Lo performático de BienCerca busca construir esa intimidad en un lugar público, con alguien a quien no conozco, o reconectarme con aquel que sí.

PUENTES Y LÍMITES

¿Qué límites se rompen y qué puentes se construyen en esos intercambios que hacés?

–El metro cuadrado personal, se busca así reconstruir puentes. Volver a eso de que un cuerpo cerca de otro se lea de otra manera, con otra voz. Se da una cierta complicidad por minutos.

–¿Sentís que la gente quiere y teme al mismo tiempo a lo íntimo como esto?

–La gente que se sentó a mi lado, lo hizo predispuesta. Algunos un poco temerosos pero al decirle, poesía al oído, accedieron.
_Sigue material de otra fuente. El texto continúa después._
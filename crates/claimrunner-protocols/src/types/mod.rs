//! Shared data types.

mod claim;
mod link;
mod page;
mod point;
mod tab;

pub use claim::*;
pub use link::*;
pub use page::*;
pub use point::*;
pub use tab::*;

#[cfg(test)]
#[path = "types_tests.rs"]
mod tests;
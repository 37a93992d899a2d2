use super::Party;

/// One candidate's recorded vote total in one state for one election year.
///
/// `state` holds whichever identifier the dataset's resolved state column
/// supplies (postal code when available, full name otherwise) and is used
/// consistently across a whole dataset.
#[derive(Debug, Clone, PartialEq)]
pub struct BallotRow {
    pub year: u16,
    pub state: String,
    pub party: Party,
    pub candidate: Option<String>,
    /// Votes for this candidate; absent when the source field was empty or
    /// not numeric.
    pub candidate_votes: Option<u64>,
    /// Statewide total for the race, repeated on every candidate row of a
    /// (state, year) in the source data.
    pub total_votes: Option<u64>,
}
Algunas chicas me acercaron el oído. Algunos chicos como que permanecieron en su eje, entonces me tocó acercarme más. Hubo dos niñas en este segundo encuentro.

Contanos alguna anécdota de esta nueva experiencia…

–Es muy emocionante escuchar, mientras leo, alguna risa o algún suspiro. En el segundo encuentro, hubo unas lágrimas y dos personas, al terminar de escucharme, pidieron que las abrace. Y yo llegué a casa y sentí como vibraciones, por haber estado BienCerca con el otro.